Início Economia Inflação e PIB fracos sustentam apostas de novo corte da Selic, mas futuro permanece incerto
Inflação e PIB fracos sustentam apostas de novo corte da Selic, mas futuro permanece incerto

Desaceleração da inflação sustenta cenário de nova baixa dos juros. A deflação de 0,32% registrada pelo IPCA (Índice Nacional de Preços ao Consumidor Amplo) em agosto manteve a inflação dentro do intervalo da meta pelo segundo mês seguido. “[A deflação é] um bom sinal para o Banco Central, no sentido de poder continuar cortando os juros”, afirma Roberto Padovani, economista-chefe do banco BV.

Perda do ritmo da economia também serve de apoio para corte de juros. A desaceleração do PIB no segundo trimestre reforçou a visão de que a política monetária restritiva passou a atingir a atividade econômica de forma mais ampla. “Temos um ritmo de atividade econômica fraco e a economia precisa ser estimulada”, diz Felipe Queiroz, economista-chefe da Apas (Associação Paulista de Supermercados) ao defender a redução dos juros.

Incertezas adiante

Apesar das apostas predominantes no alívio agora, o quadro é de incerteza para os próximos passos da política monetária. A mediana das estimativas da última versão do Relatório Focus indica que a redução da taxa básica de juros na semana que vem será a última neste ano.

No entanto, a perspectiva não é unânime entre os analistas. Entre eles, há projeções para a taxa Selic ao final de 2026 que variam de 12,75% ao ano (-1,25 ponto percentual) — de quem espera mais cortes da taxa násica — ao nível atual de 14% ao ano, entre os que não esperam redução nem mesmo nesta semana.

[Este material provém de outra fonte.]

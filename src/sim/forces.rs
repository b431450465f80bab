//! Fictitious forces in a uniformly rotating frame
//!
//! All quantities are per unit mass. `omega` is the frame's angular velocity
//! under the convention documented in [`super::frame`].

use glam::DVec3;

/// Centrifugal acceleration `-ω × (ω × x)`, pointing away from the rotation axis
#[inline]
pub fn centrifugal(omega: DVec3, position: DVec3) -> DVec3 {
    -omega.cross(omega.cross(position))
}

/// Coriolis acceleration `2 (ω × v)`
#[inline]
pub fn coriolis(omega: DVec3, velocity: DVec3) -> DVec3 {
    2.0 * omega.cross(velocity)
}

/// Total pseudo-acceleration on a unit mass
#[inline]
pub fn pseudo_acceleration(omega: DVec3, position: DVec3, velocity: DVec3) -> DVec3 {
    centrifugal(omega, position) + coriolis(omega, velocity)
}

/// Jacobi energy `½|v|² - ½|ω × x|²`.
///
/// Constant along exact trajectories: the Coriolis term is perpendicular to
/// `v` and the centrifugal term derives from the potential `-½|ω × x|²`.
pub fn jacobi_energy(omega: DVec3, position: DVec3, velocity: DVec3) -> f64 {
    0.5 * velocity.length_squared() - 0.5 * omega.cross(position).length_squared()
}

#[cfg(test)]
mod tests {
    use super::*;

    #[test]
    fn test_centrifugal_points_outward() {
        let omega = DVec3::Y;
        let a = centrifugal(omega, DVec3::new(2.0, 0.0, 0.0));
        assert!((a - DVec3::new(2.0, 0.0, 0.0)).length() < 1e-12);
    }

    #[test]
    fn test_centrifugal_ignores_axial_component() {
        // Only the distance from the axis matters
        let omega = DVec3::new(0.0, 3.0, 0.0);
        let on_axis = centrifugal(omega, DVec3::new(0.0, 7.0, 0.0));
        assert_eq!(on_axis, DVec3::ZERO);

        let off_axis = centrifugal(omega, DVec3::new(1.0, 7.0, 0.0));
        assert!((off_axis - DVec3::new(9.0, 0.0, 0.0)).length() < 1e-12);
    }

    #[test]
    fn test_coriolis_right_handed() {
        // ŷ × x̂ = -ẑ
        let a = coriolis(DVec3::Y, DVec3::X);
        assert!((a - DVec3::new(0.0, 0.0, -2.0)).length() < 1e-12);
    }

    #[test]
    fn test_coriolis_does_no_work() {
        let omega = DVec3::new(0.3, -1.2, 0.7);
        let v = DVec3::new(4.0, 1.0, -2.5);
        assert!(coriolis(omega, v).dot(v).abs() < 1e-12);
    }

    #[test]
    fn test_zero_vectors() {
        assert_eq!(pseudo_acceleration(DVec3::ZERO, DVec3::ONE, DVec3::ONE), DVec3::ZERO);
        assert_eq!(pseudo_acceleration(DVec3::Y, DVec3::ZERO, DVec3::ZERO), DVec3::ZERO);
    }

    #[test]
    fn test_jacobi_energy() {
        let omega = DVec3::Y;
        // At rest one unit from the axis
        let e = jacobi_energy(omega, DVec3::X, DVec3::ZERO);
        assert!((e - (-0.5)).abs() < 1e-12);

        let e = jacobi_energy(omega, DVec3::ZERO, DVec3::new(0.0, 2.0, 0.0));
        assert!((e - 2.0).abs() < 1e-12);
    }
}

Último corte do atual ciclo é esperado por maioria de analistas. Claudia Moreno, economista do C6 Bank, afirma que o ritmo da inflação contribui para que o corte de juros nesta semana seja o último em 2026. “Nossa projeção é que os juros sejam mantidos nesse patamar [de 13,75% ao ano] até o fim de 2026”, afirma ela. “Com a inflação cedendo e a atividade acomodando é provável que a Selic encerre o ano abaixo da nossa atual projeção, em 13,75% ao ano”, diz Fernando Honorato Barbosa, economista-chefe do Bradesco.